An Heiligabend aber sollten die Waffen stillbleiben. Aufgrund des feierlichen Anlasses und durch die Nähe zwischen den Schutzengräben beider Seiten kam es zu ersten, zaghaften Kontaktaufnahmen zwischen britischen und deutschen Soldaten, zunächst in der belgischen Stadt Ypern, danach an mehreren weiteren Bereichen der Westfront. Nachdem sich deutsche Soldaten in an der dortigen Front auf ihrer Seite versammelt, Weihnachtsbäume aufgestellt und Weihnachstlieder angestimmt hatten und dafür von den Engländern sogar Applaus gespendet bekamen, wurde noch an Heiligabend zwischen den Parteien ausgemacht, am nächsten Tag die Waffen ganz ruhen zu lassen, um die Gefallenen zwischen den Schützengräben bergen zu können.
Und so intensivierte sich der friedliche Kontakt unter Feinden am Tag darauf noch weiter. Nachdem die gefallenen Kameraden in Massengräbern begraben und gemeinsame Andachten gehalten wurden, kam es im Laufe des Tages zu schon fast freundschaftlichen Szenen: die Soldaten unterhielten sich, tauschten kleine Geschenke wie Zigaretten oder Konserven aus, lernten sich kennen.
"Während ihr daheim euren Truthahn gegessen habt, war ich draußen, unterhielt mich mit denselben Männern, die ich einige Stunden zuvor noch töten wollte, und schüttelte ihnen die Hand. Es war überwältigend!" schrieb ein britischer Soldat in einem Brief an seine Familie.

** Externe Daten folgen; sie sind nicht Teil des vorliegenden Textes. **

//! Deployment configuration

use serde::{Deserialize, Serialize};

/// Everything deployment-specific about the worker, injected at
/// construction
///
/// `Default` carries the Campus Cupid production values. Nothing is read
/// from the environment.
#[derive(Debug, Clone, PartialEq, Eq, Serialize, Deserialize)]
pub struct WorkerConfig {
    /// Name of the one cache bucket this worker generation owns. The
    /// deployment version is encoded here and nowhere else.
    pub cache_name: String,
    /// Assets fetched and cached at install time.
    pub precache_manifest: Vec<String>,
    /// Notification title when the push payload has none.
    pub default_title: String,
    /// Notification body when the push payload has none.
    pub default_body: String,
    /// Click target when the push payload has none.
    pub default_url: String,
    /// Notification icon when the push payload has none.
    pub default_icon: String,
    /// Badge shown on every notification.
    pub badge: String,
    /// Vibration pattern in milliseconds, applied to every notification.
    pub vibration: Vec<u32>,
}

impl Default for WorkerConfig {
    fn default() -> Self {
        WorkerConfig {
            cache_name: "campus-cupid-cache-v3".to_string(),
            precache_manifest: vec![
                "/".to_string(),
                "/index.html".to_string(),
                "https://unpkg.com/@supabase/supabase-js@2".to_string(),
                "https://cdnjs.cloudflare.com/ajax/libs/font-awesome/6.4.0/css/all.min.css"
                    .to_string(),
                "/manifest.json".to_string(),
            ],
            default_title: "Campus Cupid".to_string(),
            default_body: "You have a new notification!".to_string(),
            default_url: "/".to_string(),
            default_icon: "/images/icons/icon-192x192.png".to_string(),
            badge: "/images/icons/icon-96x96.png".to_string(),
            vibration: vec![100, 50, 100],
        }
    }
}
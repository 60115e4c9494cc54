//! Push payload wire format

use serde::{Deserialize, Serialize};
use serde_json::Value;

/// Fields carried by a push payload, before defaults are applied
///
/// The wire format is UTF-8 text, optionally a JSON object with any
/// subset of these fields. Parsing never fails: text that is not a JSON
/// object simply leaves fields unset, and text that is not JSON at all
/// becomes the body.
#[derive(Debug, Clone, Default, PartialEq, Eq, Serialize, Deserialize)]
pub struct PushPayload {
    pub title: Option<String>,
    pub body: Option<String>,
    pub url: Option<String>,
    pub icon: Option<String>,
}

impl PushPayload {
    /// Decodes payload text.
    ///
    /// Valid JSON is probed field by field, so a JSON scalar or array
    /// yields an empty payload rather than a body. Empty string fields
    /// count as unset. Only text that fails to parse as JSON is taken
    /// verbatim as the body.
    pub fn parse(text: &str) -> PushPayload {
        match serde_json::from_str::<Value>(text) {
            Ok(value) => PushPayload {
                title: string_field(&value, "title"),
                body: string_field(&value, "body"),
                url: string_field(&value, "url"),
                icon: string_field(&value, "icon"),
            },
            Err(_) => {
                log::debug!("push payload is not JSON, using raw text as body");
                PushPayload {
                    body: Some(text.to_string()),
                    ..PushPayload::default()
                }
            }
        }
    }
}

fn string_field(value: &Value, name: &str) -> Option<String> {
    value
        .get(name)
        .and_then(Value::as_str)
        .filter(|s| !s.is_empty())
        .map(str::to_string)
}
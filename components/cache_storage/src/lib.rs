//! Named cache buckets for the offline worker
//!
//! An in-memory rendering of the Cache and CacheStorage interfaces
//! (https://w3c.github.io/ServiceWorker/#cache-objects). Buckets map an
//! exact request key to one stored response; versioning lives entirely in
//! the bucket name.

pub mod bucket;
pub mod error;
pub mod storage;

// Re-export main types
pub use bucket::CacheBucket;
pub use error::CacheError;
pub use storage::CacheStorage;
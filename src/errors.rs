use std::path::PathBuf;

use thiserror::Error;

#[derive(Debug, Error)]
pub enum CompareError {
    #[error("{0}")]
    Usage(String),
    #[error("unsupported input format: {0} (expected a .json or .csv file)")]
    UnsupportedFormat(PathBuf),
    #[error("i/o error on {path}: {source}")]
    Io {
        path: PathBuf,
        #[source]
        source: std::io::Error,
    },
    #[error("malformed json in {path}: {source}")]
    Json {
        path: PathBuf,
        #[source]
        source: serde_json::Error,
    },
    #[error("malformed csv in {path}: {source}")]
    Csv {
        path: PathBuf,
        #[source]
        source: csv::Error,
    },
    #[error("missing column: {0}")]
    MissingColumn(String),
    #[error("column {column} holds non-numeric value {value:?}")]
    InvalidNumber { column: String, value: String },
    #[error("invalid input: {0}")]
    InvalidInput(String),
}

impl CompareError {
    pub fn usage<T: Into<String>>(msg: T) -> Self {
        CompareError::Usage(msg.into())
    }

    pub fn unsupported_format<P: Into<PathBuf>>(path: P) -> Self {
        CompareError::UnsupportedFormat(path.into())
    }

    pub fn io<P: Into<PathBuf>>(path: P, source: std::io::Error) -> Self {
        CompareError::Io {
            path: path.into(),
            source,
        }
    }

    pub fn json<P: Into<PathBuf>>(path: P, source: serde_json::Error) -> Self {
        CompareError::Json {
            path: path.into(),
            source,
        }
    }

    pub fn csv<P: Into<PathBuf>>(path: P, source: csv::Error) -> Self {
        CompareError::Csv {
            path: path.into(),
            source,
        }
    }

    pub fn missing_column<T: Into<String>>(name: T) -> Self {
        CompareError::MissingColumn(name.into())
    }

    pub fn invalid_input<T: Into<String>>(msg: T) -> Self {
        CompareError::InvalidInput(msg.into())
    }

    /// Process exit status for this error. Usage and format problems are 1,
    /// everything that went wrong after argument validation is 2.
    pub fn exit_code(&self) -> i32 {
        match self {
            CompareError::Usage(_) | CompareError::UnsupportedFormat(_) => 1,
            _ => 2,
        }
    }
}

Und falls sich jemand bei so viel Krieg und Soldaten und soviel Nicht-Sportlichem gerade fragt, ob ich hier aus Versehen ein Geschichte-Referat aus der Schulzeit abtippe und was das Ganze überhaupt soll, bitte Geduld. Denn sportlich wird es auch noch.
An jenem 1. Weihnachtstag 1914, also genau heute vor 96 Jahren, fand nämlich eines der außergewöhnlichsten Fussballspiele aller Zeiten statt. Nachdem die Soldaten zunächst mit ein paar Dosen herumkickten, wurde auf britischer Seite plötzlich ein echter Ball ausgekramt und es kam zur Begegnung Deutschland-Großbritannien im Niemandsland zwischen den Lagern. Es sollte nicht die einzige bleiben, aber die einzige, die durch Zeugenaussagen belegt ist und deren Ergebnis sogar überliefert ist.
Der Begriff "außergewöhnlich" steht im Zusammenhang mit dieser Partie nicht für die üblichen Faktoren, die eine denkwürdige Fussballpartie ausmachen, wie viele, schöne Tore, spektakuläre Zwischenfälle oder ihre sportliche Bedeutung. Denn das sportliche Geschehen, das Spiel an sich wird schon mit diesem kurzen Zeugenbericht eines deutschen Teilnehmers zusammengefasst:
"Wir markierten Tore mit unseren Helmen, teilten schnell die Mannschaften und spielten auf dem gefrorenen Matsch, und die Fritze schlugen die Tommies mit 3:2."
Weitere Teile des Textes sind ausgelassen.